What makes this even more problematic is the app’s garish claims: on the landing page you find a bolded headline that reads Great Writing, Simplified. The Features section touts a piece of software that will help “an entire organization communicate with skill and confidence.” Start using the app, however, and you find a completely different reality: the premium suggestions, cleverly promoted within the editor to speak to the user’s fear of missing out on important suggestions, are mostly useless. The explanations provided for the highlighted “errors” are hardly relevant. And by giving judgments irresponsibly, the tool doubles down on writers’ insecurities about their writing.

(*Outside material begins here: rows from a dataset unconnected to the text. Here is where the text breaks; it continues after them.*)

//! HSQLDB descriptor.
//!
//! HSQLDB quotes with double quotes and uses TRUE/FALSE literals, but
//! diverges from the baseline in a few places: no native bitwise or
//! shift operators, no ILIKE, no IS TRUE, and no usable common table
//! expressions. HSQLDB does nominally accept CTEs, but the support is
//! broken: CTEs behave like temporary tables or views and outlive the
//! statement, and a CTE from an earlier query can shadow a later one of
//! the same name. The descriptor therefore disables them outright.

use crate::dialect::{Capabilities, Clause, Dialect};

/// SELECT clause order without a WITH slot.
const SELECT_CLAUSES: &[Clause] = &[
    Clause::Select,
    Clause::Distinct,
    Clause::Columns,
    Clause::From,
    Clause::Join,
    Clause::Where,
    Clause::Group,
    Clause::Having,
    Clause::Compounds,
    Clause::Order,
    Clause::Limit,
    Clause::Lock,
];

/// Primary-key indexes start with this prefix on HSQLDB.
pub const PRIMARY_KEY_INDEX_PREFIX: &str = "sys_idx_sys_pk_";

/// Fetches the last inserted identity value on the current connection.
pub const IDENTITY_FETCH_SQL: &str = "CALL IDENTITY()";

impl Dialect {
    /// The HSQLDB descriptor.
    pub fn hsqldb() -> Dialect {
        Dialect {
            name: "hsqldb",
            caps: Capabilities {
                is_true: false,
                cte: false,
                recursive_cte: false,
                recursive_cte_requires_column_aliases: true,
                bitwise_ops: false,
                shift_ops: false,
                ilike: false,
                // Fractional seconds work in timestamps but not in times.
                fractional_seconds_in_time: false,
                fractional_seconds_in_timestamp: true,
                create_table_if_not_exists: false,
                drop_table_if_exists: true,
                transaction_isolation_levels: true,
            },
            select_clauses: SELECT_CLAUSES,
            // Keeps table-less selects valid, e.g. SELECT 1 FROM (VALUES (0)).
            default_from: Some("(VALUES (0))"),
            create_table_as_with_data: true,
            primary_key_index_prefix: Some(PRIMARY_KEY_INDEX_PREFIX),
            identity_fetch_sql: Some(IDENTITY_FETCH_SQL),
            ..Dialect::ansi()
        }
    }
}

Some might argue Grammarly’s job is simpler than that: the editor flags spelling and basic grammar errors, and that’s what the people want. Knowledge workers write basic sentence structures and make predictable grammatical errors, and they’re just looking for a tool to remind them that they forgot to capitalize Wisconsin.
Two problems with this argument. One: grammar and meaning are inextricably linked. If the app doesn’t get your point on a human level, grammar will surely suffer. There will be things it’ll get right and others, not so much. And you’re not paying $30 a month for a 70% accuracy rate.
Two: approaching writing (and editing) the Grammarly way severely inhibits its transformative potential: Following Grammarly’s edits blindly limits your creative freedom and dulls your text. It makes everyone sound the same.
The subtle nuances of human expression, the ones that go undetected by grammar tools, are what makes great writing—and using Grammarly confirms this: there's a chasm between understanding the structure of language and grasping its soul.